I ran the following benchmark:
bench=function(...,n=1,r=3){
a=match.call(expand.dots=F)$...
t=matrix(ncol=length(a),nrow=n)
for(i in 1:length(a))for(j in 1:n){t1=Sys.time();eval(a[[i]],parent.frame());t[j,i]=Sys.time()-t1}
o=t(apply(t,2,function(x)c(median(x),min(x),max(x),mean(x))))

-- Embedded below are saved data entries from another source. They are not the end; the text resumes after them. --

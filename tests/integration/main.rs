//! Integration test driver for `tests/integration/` submodule.
//!
//! Each `mod` below maps to a file that exercises a slice of the node
//! against mock adapters.  All tests run on the host with no real hardware
//! required.

mod mock_radio;
mod modem_stack_tests;
mod node_flow_tests;
//! Classification policy around the generic engine.
//!
//! [`Classifier`] owns the classification machine and its counters.  It
//! adds the recovery rule the engine leaves to its caller: a rejected edge
//! bumps the error counter and forces the machine back to `Default`
//! without running `Default`'s action.

use core::fmt;

use log::{info, warn};

use crate::fsm::context::ClassificationCounts;
use crate::fsm::states::{
    ClassificationError, ClassificationMachine, EventId, StateId, classification_machine,
};

/// Outcome of one edge, when it completes something worth reporting.
#[derive(Debug, Clone, Copy, PartialEq, Eq)]
pub enum Classification {
    Arrived,
    Departed,
    FalseAlarm,
    Error,
}

impl Classification {
    /// Wire name, as sent over the radio.
    pub const fn as_str(self) -> &'static str {
        match self {
            Self::Arrived => "Arrived",
            Self::Departed => "Departed",
            Self::FalseAlarm => "FalseAlarm",
            Self::Error => "Error",
        }
    }

    const fn state(self) -> StateId {
        match self {
            Self::Arrived => StateId::Arrived,
            Self::Departed => StateId::Departed,
            Self::FalseAlarm => StateId::FalseAlarm,
            Self::Error => StateId::Error,
        }
    }

    const ALL: [Self; 4] = [Self::Arrived, Self::Departed, Self::FalseAlarm, Self::Error];
}

impl fmt::Display for Classification {
    fn fmt(&self, f: &mut fmt::Formatter<'_>) -> fmt::Result {
        f.write_str(self.as_str())
    }
}

pub struct Classifier {
    machine: ClassificationMachine,
    counts: ClassificationCounts,
}

impl Classifier {
    /// A classifier resting in `Default` with all counters at zero.
    pub fn new() -> Result<Self, ClassificationError> {
        Ok(Self {
            machine: classification_machine()?,
            counts: ClassificationCounts::default(),
        })
    }

    /// Feed one event through the machine.
    ///
    /// Returns the reportable outcome it completed, if any.  Intermediate
    /// states (`Arriving`, `Departing`, `Default`) are only counted.
    pub fn submit(&mut self, event: EventId) -> Option<Classification> {
        let before = self.counts;
        match self.machine.submit(event, &mut self.counts) {
            Ok(()) => {
                let outcome = Classification::ALL
                    .into_iter()
                    .find(|c| self.counts.get(c.state()) > before.get(c.state()));
                if let Some(c) = outcome {
                    info!("classified: {c} ({})", self.counts);
                }
                outcome
            }
            Err(e) => {
                warn!("{e}; forcing Default");
                self.recover();
                Some(Classification::Error)
            }
        }
    }

    /// Clear every counter.  The machine position is untouched.
    pub fn reset_counts(&mut self) {
        self.counts.reset();
    }

    pub fn counts(&self) -> &ClassificationCounts {
        &self.counts
    }

    pub fn state(&self) -> StateId {
        self.machine.current()
    }

    fn recover(&mut self) {
        self.counts.bump(StateId::Error);
        // Default is always in the table, so this cannot fail.
        let _ = self.machine.force(StateId::Default);
    }
}
//! Running tally threaded through every classification action.
//!
//! `ClassificationCounts` is the event context of the classification
//! machine: one counter per state plus the error counter the policy bumps
//! on rejection.  Counters only grow until [`ClassificationCounts::reset`].

use core::fmt;

use super::states::StateId;

#[derive(Debug, Clone, Copy, Default, PartialEq, Eq)]
pub struct ClassificationCounts {
    pub default: u32,
    pub arriving: u32,
    pub arrived: u32,
    pub departing: u32,
    pub departed: u32,
    pub false_alarm: u32,
    pub error: u32,
}

impl ClassificationCounts {
    /// Counter for `state`.
    pub fn get(&self, state: StateId) -> u32 {
        match state {
            StateId::Default => self.default,
            StateId::Arriving => self.arriving,
            StateId::Arrived => self.arrived,
            StateId::Departing => self.departing,
            StateId::Departed => self.departed,
            StateId::FalseAlarm => self.false_alarm,
            StateId::Error => self.error,
        }
    }

    /// Increment the counter for `state`.
    pub fn bump(&mut self, state: StateId) {
        let slot = match state {
            StateId::Default => &mut self.default,
            StateId::Arriving => &mut self.arriving,
            StateId::Arrived => &mut self.arrived,
            StateId::Departing => &mut self.departing,
            StateId::Departed => &mut self.departed,
            StateId::FalseAlarm => &mut self.false_alarm,
            StateId::Error => &mut self.error,
        };
        *slot = slot.saturating_add(1);
    }

    /// Clear every counter to zero.
    pub fn reset(&mut self) {
        *self = Self::default();
    }

    /// Sum of all counters.
    pub fn total(&self) -> u64 {
        StateId::ALL.iter().map(|s| u64::from(self.get(*s))).sum()
    }
}

/// Compact form used in `STATUS` telemetry: `d=1 a=1 A=1 p=0 P=0 f=0 e=0`.
///
/// Lower case is the approaching state, upper case the completed one.
impl fmt::Display for ClassificationCounts {
    fn fmt(&self, f: &mut fmt::Formatter<'_>) -> fmt::Result {
        write!(
            f,
            "d={} a={} A={} p={} P={} f={} e={}",
            self.default,
            self.arriving,
            self.arrived,
            self.departing,
            self.departed,
            self.false_alarm,
            self.error
        )
    }
}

round(1e3*`dimnames<-`(o,list(names(a),c("median","min","max","mean"))),r)
}
ns=10^c(3:7)
m=sapply(ns,function(n)bench(n=5,
`vector at length + 1`={l=c();for(i in 1:n)l[length(l)+1]=i},
`vector at index`={l=c();for(i in 1:n)l[i]=i},
`vector at index, initialize with type`={l=integer();for(i in 1:n)l[i]=i},
`vector at index, initialize with length`={l=vector(length=n);for(i in 1:n)l[i]=i},
`vector at index, initialize with type and length`={l=integer(n);for(i in 1:n)l[i]=i},
`list at length + 1`={l=list();for(i in 1:n)l[[length(l)+1]]=i},
`list at index`={l=list();for(i in 1:n)l[[i]]=i},
`list at index, initialize with length`={l=vector('list',n);for(i in 1:n)l[[i]]=i},
`list at index, initialize with double length, remove null`={l=vector("list",2*n);for(i in 1:n)l[[i]]=i;l=head(l,i)},
`list at index, double when full, get length from variable`={len=1;l=list();for(i in 1:n){l[[i]]=i;if(i==len){len=len*2;length(l)=len}};l=head(l,i)},
`list at index, double when full, check length inside loop`={len=1;l=list();for(i in 1:n){l[[i]]=i;if(i==length(l)){length(l)=i*2}};l=head(l,i)},
`nested lists`={l=list();for(i in 1:n)l=list(l,i)},
`nested lists with unlist`={if(n<=1e5){l=list();for(i in 1:n)l=list(l,i);o=unlist(l)}},
`nested lists with manual unlist`={l=list();for(i in 1:n)l=list(l,i);o=integer(n);for(i in 1:n){o[n-i+1]=l[[2]];l=l[[1]]}},
`JanKanis better_env_as_container`={env=new.env(hash=T,parent=globalenv());for(i in 1:n)env[[as.character(i)]]=i},
`JanKanis inlineLinkedList`={a=list();for(i in 1:n)a=list(a,i);b=vector('list',n);head=a;for(i in n:1){b[[i]]=head[[2]];head=head[[1]]}},
`JanKanis inlineExpandingList`={l=vector('list',10);cap=10;len=0;for(i in 1:n){if(len==cap){l=c(l,vector('list',cap));cap=cap*2};len=len+1;l[[len]]=i};l[1:len]},
`c`={if(n<=1e5){l=c();for(i in 1:n)l=c(l,i)}},
`append vector`={if(n<=1e5){l=integer(n);for(i in 1:n)l=append(l,i)}},
`append list`={if(n<=1e9){l=list();for(i in 1:n)l=append(l,i)}}
)[,1])
m[rownames(m)%in%c("nested lists with unlist","c","append vector","append list"),4:5]=NA
m2=apply(m,2,function(x)formatC(x,max(0,2-ceiling(log10(min(x,na.rm=T)))),format="f"))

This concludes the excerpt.